Ovviamente, non potevano mancare i grandi protagonisti della giornata: i sanitari del 118, giunti con un’ambulanza a rinnovare la scena della compassione pubblica. L’uomo aveva lividi e ferite sul volto e sulla testa, visibili come una cartina di tornasole dell’indignazione che nessuno vuole realmente affrontare.
Trasportato in codice rosso all’ospedale Niguarda, il senzatetto entra così in un circuito che alterna indifferenza e solidarietà apparente, mentre i carabinieri, nel loro ruolo di investigatori di periferia, hanno inaugurato le indagini con la proverbiale lentezza di chi sa bene quanto i casi da seguire siano più urgenti.

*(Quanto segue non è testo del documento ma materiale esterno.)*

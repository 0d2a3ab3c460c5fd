//! Tracing subscriber setup

use std::fs::OpenOptions;
use std::path::Path;

use tracing_appender::non_blocking::WorkerGuard;
use tracing_subscriber::{EnvFilter, fmt, layer::SubscriberExt, util::SubscriberInitExt};

fn env_filter() -> EnvFilter {
    EnvFilter::try_from_default_env().unwrap_or_else(|_| EnvFilter::new("info"))
}

/// Initialize logging
///
/// With a log file, JSON lines are appended to it through a non-blocking
/// writer and the returned guard must be held until exit. Without one, or
/// when the file cannot be opened, human-readable logs go to stderr.
pub fn init(log_file: Option<&Path>) -> Option<WorkerGuard> {
    let file = log_file.map(|path| {
        OpenOptions::new()
            .create(true)
            .append(true)
            .open(path)
            .map(|file| (path, file))
    });

    match file {
        Some(Ok((path, file))) => {
            let (non_blocking, guard) = tracing_appender::non_blocking(file);
            tracing_subscriber::registry()
                .with(
                    fmt::layer()
                        .json()
                        .with_writer(non_blocking)
                        .with_target(true)
                        .with_file(false)
                        .with_line_number(false),
                )
                .with(env_filter())
                .init();
            tracing::info!(path = %path.display(), "logging initialized");
            Some(guard)
        }
        Some(Err(e)) => {
            init_stderr();
            tracing::warn!(error = %e, "failed to open log file; using stderr");
            None
        }
        None => {
            init_stderr();
            None
        }
    }
}

fn init_stderr() {
    tracing_subscriber::registry()
        .with(
            fmt::layer()
                .with_writer(std::io::stderr)
                .with_target(false),
        )
        .with(env_filter())
        .init();
}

Milano, la città che accoglie… a modo suo
Non si può fare a meno di notare quanto la narrazione ufficiale della grande metropoli lombarda ami sbandierare una realtà fatta di sicurezza e progresso, scordandosi invece di ricordare la quotidianità scomoda di chi non ha neanche il lusso di esistere sotto una luce meno crudele.
Un senzatetto preso a calci vicino a una fermata dei mezzi pubblici sembra più una semplice formalità di cronaca, un episodio destinato a diventare solo un numero nel bollettino della delinquenza. E mentre l’opinione pubblica si divide tra indignazione ipocrita e comodi alibi sociali, chi subisce resta lì, ferito, nonostante le mille promesse di inclusione.
Le forze dell’ordine, la sanità e l’amministrazione locale confermano il rituale: arrivano dopo, registrano, cercano colpevoli forse inesistenti o poco indistinguibili, mentre l’alterità sociale viene ulteriormente marginalizzata da un sistema che ha già scelto chi difendere e chi lasciare cadere.
Insomma, un quadro amaro ma fin troppo reale dell’ennesima aggressione che Milano, nella sua veste di metropoli all’avanguardia, ci regala gentilmente – come se la violenza sistematica fosse solo un piccolo difetto di facciata da nascondere dietro la solita cortina di silenzio.